日本のミュージシャンとの交流はお馴染みだが、Ricoは61年に渡英してから
ジャマイカとイギリスを行ったり来たりして、ずっとイギリスの音楽とジャマイカ
の音楽の架け橋となって、その温かみのあるTbで魅了してくれる人だ。
Georgie FameもVan MorrisonもPaul師匠も、Jools HollandもRico翁の
ファンだという。
2ToneレーベルでのSpecialsとの活動で彼を知った人もいるだろうしTrojansや
Bad Mannersとの来日で彼を知った人もいるだろう。
それ以外でも27歳で渡英して以来、Ricoは数々のイギリスのミュージシャンと
共演している。
Georgie FameのBlue Flames,John Martyn,SelectorやChas Jankelあたりとも
共演しているのが興味深い。
『That Man Is Forward』は2Toneレーベルから81年に発表された。
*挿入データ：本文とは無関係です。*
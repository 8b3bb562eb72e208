use super::*;

#[derive(Debug, Clone, Copy, PartialEq, Eq, Serialize)]
#[serde(rename_all = "UPPERCASE")]
pub enum ValidationMethod {
    Dns,
    Email,
}

#[derive(Debug, Clone, PartialEq, Serialize)]
#[serde(rename_all = "PascalCase")]
pub struct DomainValidationOption {
    pub domain_name: String,
    pub hosted_zone_id: String,
}

/// An ACM certificate. Only DNS validation against a Route53 zone in the
/// same account is supported here; the validation records are created by
/// ACM itself when the zone id is given.
#[derive(Debug, Clone, PartialEq, Serialize)]
#[serde(rename_all = "PascalCase")]
pub struct CfnCertificate {
    /// the domain you're requesting a certificate for. Must be fully qualified. Can have 1 optional wildcard.
    /// Examples of valid values:
    /// - www.mysite.com
    /// - multiple.sub.domains.mysite.com
    /// - mysite.com
    /// - *.mysite.com
    /// Examples of invalid values:
    /// - *.something.*.mysite.com
    /// - cannotendwithdot.com.
    pub domain_name: String,
    #[serde(skip_serializing_if = "Vec::is_empty")]
    pub domain_validation_options: Vec<DomainValidationOption>,
    pub validation_method: ValidationMethod,
}

impl CfnCertificate {
    pub fn dns_validated(domain_name: &str, zone: &HostedZone) -> Self {
        let domain_validation_options = match &zone.id {
            Some(id) => vec![DomainValidationOption {
                domain_name: domain_name.to_string(),
                hosted_zone_id: id.clone(),
            }],
            None => vec![],
        };
        Self {
            domain_name: domain_name.to_string(),
            domain_validation_options,
            validation_method: ValidationMethod::Dns,
        }
    }
}

impl CfnResource for CfnCertificate {
    fn type_string(&self) -> &'static str {
        "AWS::CertificateManager::Certificate"
    }

    fn properties(&self) -> Result<Value, serde_json::Error> {
        serde_json::to_value(self)
    }

    fn validate(&self) -> Result<(), String> {
        let domain = &self.domain_name;
        if domain.is_empty() {
            return Err("Must provide a domain name".to_string());
        }
        if domain.ends_with('.') {
            return Err(format!("Certificate domain cannot end with a dot. {domain} is invalid."));
        }
        if domain.contains('*') {
            if domain.matches('*').count() > 1 {
                return Err(format!("Must only provide 1 wildcard. {domain} is invalid."));
            }
            if !domain.starts_with("*.") {
                return Err(format!("If using a wildcard, it must be the first component of your domain, eg: \"*.something.com\". {domain} is invalid."));
            }
        }
        Ok(())
    }
}

#[cfg(test)]
mod tests {
    use super::*;
    use serde_json::json;

    fn cert(domain: &str) -> CfnCertificate {
        CfnCertificate::dns_validated(domain, &HostedZone::new("example.com", None))
    }

    #[test]
    fn wildcard_rules() {
        assert!(cert("www.example.com").validate().is_ok());
        assert!(cert("*.example.com").validate().is_ok());
        assert!(cert("").validate().is_err());
        assert!(cert("*.sub.*.example.com").validate().unwrap_err().contains("1 wildcard"));
        assert!(cert("www.*.example.com").validate().unwrap_err().contains("first component"));
        assert!(cert("example.com.").validate().is_err());
    }

    #[test]
    fn zone_id_adds_validation_options() {
        let props = cert("www.example.com").properties().unwrap();
        assert_eq!(props, json!({ "DomainName": "www.example.com", "ValidationMethod": "DNS" }));

        let with_id = CfnCertificate::dns_validated("www.example.com", &HostedZone::new("example.com", Some("Z123")));
        let props = with_id.properties().unwrap();
        assert_eq!(
            props["DomainValidationOptions"],
            json!([{ "DomainName": "www.example.com", "HostedZoneId": "Z123" }])
        );
    }
}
この作品は、Sly&Robbie,Mikey Mao Chungといった、Peter Toshのバック
バンドであったWord,Sound&Powerらのセッションと、Earl Chinna Smith率いる
Soul Syndicate中心のセッションから成り スカやジャズ、カリプソといったRico
の幅広い音楽性が発揮された作品。
Ricoのオリジナル3曲に加えて、Charlie Parkerの“Fiesta”やLionel Hampton
の“Red Top”まで飛び出す。
『Man From Wareika』というスピリチュアルな傑作が、非業の死を遂げた盟友
Don Drummondへの鎮魂歌のような緊張感を感じるのに比べて、本作はRicoの
持ち味のハートウォームなボントロの響きがより、牧歌的で心地よい。
実はRicoはDrummond同様、Harold McNairを生んだ名門アルファ・コテイジ・
スクールの出身。
「わしゃ、ジャズ屋じゃないしのう…」なんて言って、ColtraneやCliford Brownに
言及したりして、これまでも“Take Five”をやったりしてるし、なんといっても来日
公演でもおなじみサッチモの“What A Wonderful World”をやってりしてるのが
お茶目。
そして、しっかりRicoのスタイルにしているところがお見事。
Trombone好きの自分としてもRicoとCurtis Fullerは特別な存在だ。
テクニックだけでは語れない音楽の一番大切な部分を教えてくれるから。